== What you are asked to do ==
In the entries below, find each line with the word "code" and return it.

Extracted material Start Marker

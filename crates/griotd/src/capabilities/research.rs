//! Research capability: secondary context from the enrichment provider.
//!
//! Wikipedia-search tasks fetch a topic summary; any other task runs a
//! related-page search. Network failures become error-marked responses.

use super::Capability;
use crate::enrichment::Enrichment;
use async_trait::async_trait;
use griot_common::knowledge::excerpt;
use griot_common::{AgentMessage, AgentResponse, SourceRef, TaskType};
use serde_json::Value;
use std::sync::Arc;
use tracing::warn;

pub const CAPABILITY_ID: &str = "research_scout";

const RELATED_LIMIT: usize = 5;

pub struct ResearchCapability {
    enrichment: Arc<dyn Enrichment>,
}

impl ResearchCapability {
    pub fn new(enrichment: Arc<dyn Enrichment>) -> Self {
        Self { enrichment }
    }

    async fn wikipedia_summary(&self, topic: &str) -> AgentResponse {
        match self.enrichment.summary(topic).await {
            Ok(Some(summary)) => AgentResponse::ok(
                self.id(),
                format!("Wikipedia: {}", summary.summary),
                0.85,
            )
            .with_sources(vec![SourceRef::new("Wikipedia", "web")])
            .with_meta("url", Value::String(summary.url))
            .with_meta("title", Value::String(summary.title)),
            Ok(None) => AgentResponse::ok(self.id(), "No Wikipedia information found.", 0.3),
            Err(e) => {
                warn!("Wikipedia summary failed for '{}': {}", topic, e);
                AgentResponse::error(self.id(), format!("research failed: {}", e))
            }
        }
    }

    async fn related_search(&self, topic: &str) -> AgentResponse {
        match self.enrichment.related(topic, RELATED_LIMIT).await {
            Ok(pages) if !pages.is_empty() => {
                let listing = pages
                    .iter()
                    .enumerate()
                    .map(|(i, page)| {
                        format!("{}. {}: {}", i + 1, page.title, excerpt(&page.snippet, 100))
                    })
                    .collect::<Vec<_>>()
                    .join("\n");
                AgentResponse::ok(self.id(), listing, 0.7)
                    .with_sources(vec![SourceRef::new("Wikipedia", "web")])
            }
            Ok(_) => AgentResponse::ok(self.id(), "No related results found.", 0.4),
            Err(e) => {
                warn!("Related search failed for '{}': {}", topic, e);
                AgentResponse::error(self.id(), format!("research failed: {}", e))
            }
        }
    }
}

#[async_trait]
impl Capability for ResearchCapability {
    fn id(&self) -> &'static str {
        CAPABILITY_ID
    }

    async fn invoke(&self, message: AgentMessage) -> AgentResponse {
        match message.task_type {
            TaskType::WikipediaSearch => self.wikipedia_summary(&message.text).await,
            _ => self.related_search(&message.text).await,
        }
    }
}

Extracted material End Marker
Extracted material Start Marker

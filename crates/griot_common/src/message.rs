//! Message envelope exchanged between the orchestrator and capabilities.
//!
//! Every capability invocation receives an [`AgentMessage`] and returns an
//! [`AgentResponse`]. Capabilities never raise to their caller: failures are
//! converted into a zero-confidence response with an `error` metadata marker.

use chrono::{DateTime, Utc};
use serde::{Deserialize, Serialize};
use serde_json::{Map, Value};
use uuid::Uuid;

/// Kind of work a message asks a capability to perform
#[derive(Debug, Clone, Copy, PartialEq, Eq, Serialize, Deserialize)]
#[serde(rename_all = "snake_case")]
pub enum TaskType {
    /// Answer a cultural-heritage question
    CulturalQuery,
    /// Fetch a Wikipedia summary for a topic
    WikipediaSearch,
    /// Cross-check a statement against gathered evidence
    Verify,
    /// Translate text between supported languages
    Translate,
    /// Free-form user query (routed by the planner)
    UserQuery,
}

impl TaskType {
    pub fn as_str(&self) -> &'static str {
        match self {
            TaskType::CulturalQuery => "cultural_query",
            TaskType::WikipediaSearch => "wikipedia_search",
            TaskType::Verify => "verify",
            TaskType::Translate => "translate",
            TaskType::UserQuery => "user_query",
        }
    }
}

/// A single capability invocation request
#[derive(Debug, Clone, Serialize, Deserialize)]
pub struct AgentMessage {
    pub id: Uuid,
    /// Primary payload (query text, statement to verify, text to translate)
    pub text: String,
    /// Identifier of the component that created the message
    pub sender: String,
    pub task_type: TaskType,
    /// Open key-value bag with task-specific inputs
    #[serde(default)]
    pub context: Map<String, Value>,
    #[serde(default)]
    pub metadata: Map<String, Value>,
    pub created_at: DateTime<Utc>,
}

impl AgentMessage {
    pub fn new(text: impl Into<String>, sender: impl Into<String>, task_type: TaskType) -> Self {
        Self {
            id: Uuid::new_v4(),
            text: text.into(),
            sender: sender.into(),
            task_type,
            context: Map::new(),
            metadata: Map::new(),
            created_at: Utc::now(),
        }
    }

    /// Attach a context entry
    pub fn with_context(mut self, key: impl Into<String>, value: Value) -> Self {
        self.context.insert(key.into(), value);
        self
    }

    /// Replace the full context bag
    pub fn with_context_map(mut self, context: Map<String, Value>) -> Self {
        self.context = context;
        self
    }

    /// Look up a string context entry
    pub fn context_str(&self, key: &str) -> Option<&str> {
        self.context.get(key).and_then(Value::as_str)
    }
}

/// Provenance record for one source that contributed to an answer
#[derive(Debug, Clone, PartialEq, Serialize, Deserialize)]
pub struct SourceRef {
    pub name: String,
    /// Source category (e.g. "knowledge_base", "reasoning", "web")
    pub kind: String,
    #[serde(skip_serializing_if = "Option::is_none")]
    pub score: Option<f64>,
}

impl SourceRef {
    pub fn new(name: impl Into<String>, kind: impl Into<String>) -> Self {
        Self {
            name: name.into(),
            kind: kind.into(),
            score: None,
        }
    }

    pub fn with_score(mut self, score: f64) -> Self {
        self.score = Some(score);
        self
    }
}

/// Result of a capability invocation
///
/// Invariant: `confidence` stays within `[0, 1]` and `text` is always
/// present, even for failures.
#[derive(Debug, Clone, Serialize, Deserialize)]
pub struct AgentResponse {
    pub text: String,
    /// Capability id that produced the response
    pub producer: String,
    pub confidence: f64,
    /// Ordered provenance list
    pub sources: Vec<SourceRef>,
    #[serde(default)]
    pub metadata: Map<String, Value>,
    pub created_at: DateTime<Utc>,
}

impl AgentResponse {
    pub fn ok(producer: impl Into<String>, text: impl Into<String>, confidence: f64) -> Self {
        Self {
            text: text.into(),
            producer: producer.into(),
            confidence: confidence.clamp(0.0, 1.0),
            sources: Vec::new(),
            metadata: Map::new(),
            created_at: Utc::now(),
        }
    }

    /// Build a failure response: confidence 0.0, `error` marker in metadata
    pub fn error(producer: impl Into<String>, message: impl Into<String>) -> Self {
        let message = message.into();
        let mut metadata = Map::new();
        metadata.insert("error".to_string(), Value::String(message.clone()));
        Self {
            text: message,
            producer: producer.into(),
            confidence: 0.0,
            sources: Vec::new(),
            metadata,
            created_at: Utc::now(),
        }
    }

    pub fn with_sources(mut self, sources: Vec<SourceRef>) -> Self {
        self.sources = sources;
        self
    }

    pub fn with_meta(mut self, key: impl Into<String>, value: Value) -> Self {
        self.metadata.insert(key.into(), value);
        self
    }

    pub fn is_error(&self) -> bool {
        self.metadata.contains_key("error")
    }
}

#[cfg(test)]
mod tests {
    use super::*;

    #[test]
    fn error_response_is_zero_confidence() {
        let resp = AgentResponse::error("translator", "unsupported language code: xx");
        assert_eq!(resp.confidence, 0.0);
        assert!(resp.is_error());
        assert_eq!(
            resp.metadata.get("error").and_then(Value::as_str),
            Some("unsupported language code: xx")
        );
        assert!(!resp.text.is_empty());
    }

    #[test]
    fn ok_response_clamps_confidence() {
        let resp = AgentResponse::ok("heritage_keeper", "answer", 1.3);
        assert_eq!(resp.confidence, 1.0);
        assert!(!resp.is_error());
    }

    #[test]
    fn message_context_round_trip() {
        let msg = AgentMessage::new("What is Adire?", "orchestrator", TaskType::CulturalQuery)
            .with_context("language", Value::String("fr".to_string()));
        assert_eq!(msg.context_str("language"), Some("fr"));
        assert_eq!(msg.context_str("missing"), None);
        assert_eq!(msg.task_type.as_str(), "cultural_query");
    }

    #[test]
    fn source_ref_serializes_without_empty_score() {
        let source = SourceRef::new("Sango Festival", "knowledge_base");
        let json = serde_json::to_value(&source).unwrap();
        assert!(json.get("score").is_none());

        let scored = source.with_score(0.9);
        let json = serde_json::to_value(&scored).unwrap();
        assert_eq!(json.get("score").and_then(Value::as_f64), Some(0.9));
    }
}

Extracted material End Marker

== Reply to the task ==
        let resp = AgentResponse::error("translator", "unsupported language code: xx");
            Some("unsupported language code: xx")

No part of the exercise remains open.